- EXERCISE INSTRUCTIONS -
Look through the lines below for the word "Instant", and copy every line that has it.

<<<<

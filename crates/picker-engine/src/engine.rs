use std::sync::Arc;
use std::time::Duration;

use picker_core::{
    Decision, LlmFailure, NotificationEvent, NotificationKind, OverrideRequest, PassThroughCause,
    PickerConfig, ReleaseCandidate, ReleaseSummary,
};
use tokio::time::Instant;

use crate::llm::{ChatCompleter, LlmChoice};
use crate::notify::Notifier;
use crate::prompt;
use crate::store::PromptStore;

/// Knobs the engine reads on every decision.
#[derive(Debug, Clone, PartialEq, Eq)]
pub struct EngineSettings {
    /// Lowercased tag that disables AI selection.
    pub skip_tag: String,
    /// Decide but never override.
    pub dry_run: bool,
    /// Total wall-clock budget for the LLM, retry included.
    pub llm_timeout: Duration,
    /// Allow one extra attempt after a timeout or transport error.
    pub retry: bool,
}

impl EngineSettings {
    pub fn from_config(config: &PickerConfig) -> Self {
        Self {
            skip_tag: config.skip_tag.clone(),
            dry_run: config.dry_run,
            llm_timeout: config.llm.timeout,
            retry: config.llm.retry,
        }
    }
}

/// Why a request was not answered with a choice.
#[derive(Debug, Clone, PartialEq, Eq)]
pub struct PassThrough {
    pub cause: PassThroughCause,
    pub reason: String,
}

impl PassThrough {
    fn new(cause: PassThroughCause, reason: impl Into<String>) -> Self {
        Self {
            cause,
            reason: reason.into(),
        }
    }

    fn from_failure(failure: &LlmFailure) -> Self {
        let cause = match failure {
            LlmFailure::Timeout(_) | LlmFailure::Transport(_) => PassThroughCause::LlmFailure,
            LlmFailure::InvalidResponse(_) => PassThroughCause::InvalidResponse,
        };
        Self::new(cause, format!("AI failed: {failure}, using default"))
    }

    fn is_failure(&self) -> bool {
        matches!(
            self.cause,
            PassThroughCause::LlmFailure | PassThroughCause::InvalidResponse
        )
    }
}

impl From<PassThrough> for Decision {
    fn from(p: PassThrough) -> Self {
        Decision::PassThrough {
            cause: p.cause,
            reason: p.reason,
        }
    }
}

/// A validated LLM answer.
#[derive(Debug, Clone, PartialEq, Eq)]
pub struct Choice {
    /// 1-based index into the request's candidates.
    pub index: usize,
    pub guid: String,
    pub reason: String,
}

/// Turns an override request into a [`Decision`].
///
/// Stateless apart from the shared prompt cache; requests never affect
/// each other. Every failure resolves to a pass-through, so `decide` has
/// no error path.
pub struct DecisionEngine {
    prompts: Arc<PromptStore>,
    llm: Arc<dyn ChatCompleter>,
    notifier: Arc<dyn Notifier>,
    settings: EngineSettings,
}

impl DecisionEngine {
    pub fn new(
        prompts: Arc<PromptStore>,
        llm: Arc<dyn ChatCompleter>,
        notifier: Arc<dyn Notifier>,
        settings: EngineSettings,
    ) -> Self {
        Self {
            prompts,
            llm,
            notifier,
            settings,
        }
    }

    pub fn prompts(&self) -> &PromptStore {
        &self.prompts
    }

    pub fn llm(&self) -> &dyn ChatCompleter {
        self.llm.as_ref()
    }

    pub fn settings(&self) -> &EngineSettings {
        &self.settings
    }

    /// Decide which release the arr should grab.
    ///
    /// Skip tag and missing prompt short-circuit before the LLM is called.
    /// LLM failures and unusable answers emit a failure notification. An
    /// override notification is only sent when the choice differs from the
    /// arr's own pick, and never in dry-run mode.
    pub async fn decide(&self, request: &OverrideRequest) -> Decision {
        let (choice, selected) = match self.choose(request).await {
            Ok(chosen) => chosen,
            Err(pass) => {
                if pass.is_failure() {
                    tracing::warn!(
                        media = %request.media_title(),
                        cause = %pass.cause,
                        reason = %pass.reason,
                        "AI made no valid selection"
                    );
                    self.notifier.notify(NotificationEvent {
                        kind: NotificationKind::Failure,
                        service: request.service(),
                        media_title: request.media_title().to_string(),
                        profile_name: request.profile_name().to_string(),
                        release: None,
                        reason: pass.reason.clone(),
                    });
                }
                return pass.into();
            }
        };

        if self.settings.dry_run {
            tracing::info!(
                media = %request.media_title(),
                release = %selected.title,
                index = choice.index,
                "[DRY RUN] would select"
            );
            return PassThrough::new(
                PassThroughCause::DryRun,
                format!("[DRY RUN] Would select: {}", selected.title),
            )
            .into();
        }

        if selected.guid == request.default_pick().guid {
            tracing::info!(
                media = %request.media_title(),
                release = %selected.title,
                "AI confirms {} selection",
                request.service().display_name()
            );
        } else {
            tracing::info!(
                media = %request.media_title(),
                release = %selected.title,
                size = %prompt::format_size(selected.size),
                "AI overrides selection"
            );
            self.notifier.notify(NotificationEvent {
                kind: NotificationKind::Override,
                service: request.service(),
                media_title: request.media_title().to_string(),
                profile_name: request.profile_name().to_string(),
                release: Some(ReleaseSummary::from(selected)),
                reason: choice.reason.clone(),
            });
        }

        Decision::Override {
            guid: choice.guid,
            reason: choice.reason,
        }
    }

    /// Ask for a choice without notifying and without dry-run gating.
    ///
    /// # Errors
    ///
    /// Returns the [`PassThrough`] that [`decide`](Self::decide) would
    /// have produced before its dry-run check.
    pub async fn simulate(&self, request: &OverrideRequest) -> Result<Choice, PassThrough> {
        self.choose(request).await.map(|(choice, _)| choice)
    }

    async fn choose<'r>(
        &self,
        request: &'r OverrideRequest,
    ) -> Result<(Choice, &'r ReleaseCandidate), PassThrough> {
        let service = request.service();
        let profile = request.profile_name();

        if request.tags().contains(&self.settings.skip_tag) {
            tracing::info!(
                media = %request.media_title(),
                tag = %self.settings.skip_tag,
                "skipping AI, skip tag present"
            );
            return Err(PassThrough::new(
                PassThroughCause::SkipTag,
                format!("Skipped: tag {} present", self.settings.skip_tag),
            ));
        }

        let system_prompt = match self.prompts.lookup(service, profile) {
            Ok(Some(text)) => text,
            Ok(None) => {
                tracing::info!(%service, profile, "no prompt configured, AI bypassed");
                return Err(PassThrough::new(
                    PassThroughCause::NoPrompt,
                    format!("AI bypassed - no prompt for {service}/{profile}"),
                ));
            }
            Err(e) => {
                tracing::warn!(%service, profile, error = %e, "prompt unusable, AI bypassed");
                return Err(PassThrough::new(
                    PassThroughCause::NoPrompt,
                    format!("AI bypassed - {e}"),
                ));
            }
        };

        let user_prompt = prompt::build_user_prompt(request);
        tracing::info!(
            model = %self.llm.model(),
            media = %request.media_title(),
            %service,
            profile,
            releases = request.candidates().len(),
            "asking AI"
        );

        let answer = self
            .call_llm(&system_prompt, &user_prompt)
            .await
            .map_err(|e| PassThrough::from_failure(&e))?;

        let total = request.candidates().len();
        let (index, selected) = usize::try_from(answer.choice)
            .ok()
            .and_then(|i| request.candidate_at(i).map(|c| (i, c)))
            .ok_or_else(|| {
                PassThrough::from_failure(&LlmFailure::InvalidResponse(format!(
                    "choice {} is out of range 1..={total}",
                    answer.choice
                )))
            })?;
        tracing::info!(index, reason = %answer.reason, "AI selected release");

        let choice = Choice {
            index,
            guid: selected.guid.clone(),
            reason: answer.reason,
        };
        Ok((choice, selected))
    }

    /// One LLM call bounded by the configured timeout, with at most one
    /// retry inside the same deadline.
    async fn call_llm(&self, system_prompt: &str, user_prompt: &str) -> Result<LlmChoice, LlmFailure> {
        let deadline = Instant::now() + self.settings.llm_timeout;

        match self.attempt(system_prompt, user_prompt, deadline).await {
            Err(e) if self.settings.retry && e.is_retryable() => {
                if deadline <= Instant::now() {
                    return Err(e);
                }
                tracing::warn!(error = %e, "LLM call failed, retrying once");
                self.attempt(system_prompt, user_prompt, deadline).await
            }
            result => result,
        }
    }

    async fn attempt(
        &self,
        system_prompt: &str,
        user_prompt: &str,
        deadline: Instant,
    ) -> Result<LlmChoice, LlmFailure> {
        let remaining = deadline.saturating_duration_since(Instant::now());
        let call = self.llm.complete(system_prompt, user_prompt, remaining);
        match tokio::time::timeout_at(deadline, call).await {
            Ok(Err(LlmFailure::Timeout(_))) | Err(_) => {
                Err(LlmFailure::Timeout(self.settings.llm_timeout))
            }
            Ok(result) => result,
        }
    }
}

>>>>
<<<<

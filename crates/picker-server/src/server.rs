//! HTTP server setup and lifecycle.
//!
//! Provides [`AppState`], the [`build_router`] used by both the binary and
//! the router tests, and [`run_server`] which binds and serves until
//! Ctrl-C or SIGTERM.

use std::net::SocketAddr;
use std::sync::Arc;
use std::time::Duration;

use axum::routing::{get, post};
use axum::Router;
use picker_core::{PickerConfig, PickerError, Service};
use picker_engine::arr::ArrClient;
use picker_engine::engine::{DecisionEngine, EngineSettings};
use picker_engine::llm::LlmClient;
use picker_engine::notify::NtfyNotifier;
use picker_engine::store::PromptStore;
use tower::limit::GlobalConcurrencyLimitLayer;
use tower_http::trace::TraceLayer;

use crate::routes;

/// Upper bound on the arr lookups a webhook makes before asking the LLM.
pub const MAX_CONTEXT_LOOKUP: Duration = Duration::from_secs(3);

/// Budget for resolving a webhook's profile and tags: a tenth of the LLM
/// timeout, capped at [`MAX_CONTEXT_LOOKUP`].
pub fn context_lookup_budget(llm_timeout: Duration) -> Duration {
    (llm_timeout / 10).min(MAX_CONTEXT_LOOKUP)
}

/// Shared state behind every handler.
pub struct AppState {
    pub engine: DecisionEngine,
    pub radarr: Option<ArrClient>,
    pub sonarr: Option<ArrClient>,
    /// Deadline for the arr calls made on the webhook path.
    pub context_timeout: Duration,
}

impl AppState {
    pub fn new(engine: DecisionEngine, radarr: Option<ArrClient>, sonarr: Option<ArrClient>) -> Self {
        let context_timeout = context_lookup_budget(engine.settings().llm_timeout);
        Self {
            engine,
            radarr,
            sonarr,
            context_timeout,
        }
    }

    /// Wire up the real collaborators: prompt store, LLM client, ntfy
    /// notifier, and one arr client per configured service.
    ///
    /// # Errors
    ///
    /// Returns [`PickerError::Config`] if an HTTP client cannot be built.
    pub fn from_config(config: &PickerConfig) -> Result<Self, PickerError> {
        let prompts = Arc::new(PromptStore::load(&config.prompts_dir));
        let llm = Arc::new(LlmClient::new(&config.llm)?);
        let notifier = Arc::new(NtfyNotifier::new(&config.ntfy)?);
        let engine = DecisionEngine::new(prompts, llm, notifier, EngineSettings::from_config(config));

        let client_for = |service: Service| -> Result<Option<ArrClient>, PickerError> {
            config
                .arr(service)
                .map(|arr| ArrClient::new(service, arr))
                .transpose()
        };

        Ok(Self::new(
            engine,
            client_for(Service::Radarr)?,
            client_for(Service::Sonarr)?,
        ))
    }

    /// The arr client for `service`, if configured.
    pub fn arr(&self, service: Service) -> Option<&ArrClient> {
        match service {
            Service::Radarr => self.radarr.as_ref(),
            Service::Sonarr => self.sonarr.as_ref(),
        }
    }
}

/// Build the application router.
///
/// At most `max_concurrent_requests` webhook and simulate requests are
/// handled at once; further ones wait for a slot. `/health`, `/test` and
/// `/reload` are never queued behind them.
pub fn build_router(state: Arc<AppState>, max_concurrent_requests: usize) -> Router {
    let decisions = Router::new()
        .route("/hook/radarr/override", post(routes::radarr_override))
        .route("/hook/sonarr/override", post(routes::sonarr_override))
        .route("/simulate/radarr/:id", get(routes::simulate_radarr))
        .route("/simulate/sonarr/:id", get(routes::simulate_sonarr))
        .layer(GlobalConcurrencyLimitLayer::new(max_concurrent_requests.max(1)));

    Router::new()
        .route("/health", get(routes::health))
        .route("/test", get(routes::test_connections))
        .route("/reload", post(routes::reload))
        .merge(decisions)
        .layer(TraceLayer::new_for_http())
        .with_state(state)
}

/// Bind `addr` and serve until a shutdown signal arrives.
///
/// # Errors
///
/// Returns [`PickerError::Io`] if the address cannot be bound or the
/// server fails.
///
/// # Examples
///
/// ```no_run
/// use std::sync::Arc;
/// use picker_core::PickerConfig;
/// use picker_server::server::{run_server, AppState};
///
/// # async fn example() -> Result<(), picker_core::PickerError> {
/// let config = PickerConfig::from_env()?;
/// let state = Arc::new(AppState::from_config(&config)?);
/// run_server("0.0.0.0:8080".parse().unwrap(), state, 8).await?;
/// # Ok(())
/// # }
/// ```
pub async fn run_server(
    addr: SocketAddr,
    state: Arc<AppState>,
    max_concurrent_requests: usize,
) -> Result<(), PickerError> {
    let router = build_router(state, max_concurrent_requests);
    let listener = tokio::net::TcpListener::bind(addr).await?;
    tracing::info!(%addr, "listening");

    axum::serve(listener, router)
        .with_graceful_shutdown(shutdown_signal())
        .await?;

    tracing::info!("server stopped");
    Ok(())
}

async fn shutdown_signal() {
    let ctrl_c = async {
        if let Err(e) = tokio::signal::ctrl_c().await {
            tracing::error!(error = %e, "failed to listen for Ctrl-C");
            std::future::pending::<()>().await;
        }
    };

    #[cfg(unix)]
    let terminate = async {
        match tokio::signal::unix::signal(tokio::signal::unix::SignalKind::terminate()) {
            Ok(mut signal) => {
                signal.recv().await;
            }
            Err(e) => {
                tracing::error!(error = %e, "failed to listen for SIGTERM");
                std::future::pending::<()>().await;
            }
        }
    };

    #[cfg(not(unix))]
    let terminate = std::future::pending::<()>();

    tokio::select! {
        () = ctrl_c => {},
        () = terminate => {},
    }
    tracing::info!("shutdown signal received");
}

>>>>

- EXERCISE OUTPUT -
use tokio::time::Instant;
        let deadline = Instant::now() + self.settings.llm_timeout;
                if deadline <= Instant::now() {
        deadline: Instant,
        let remaining = deadline.saturating_duration_since(Instant::now());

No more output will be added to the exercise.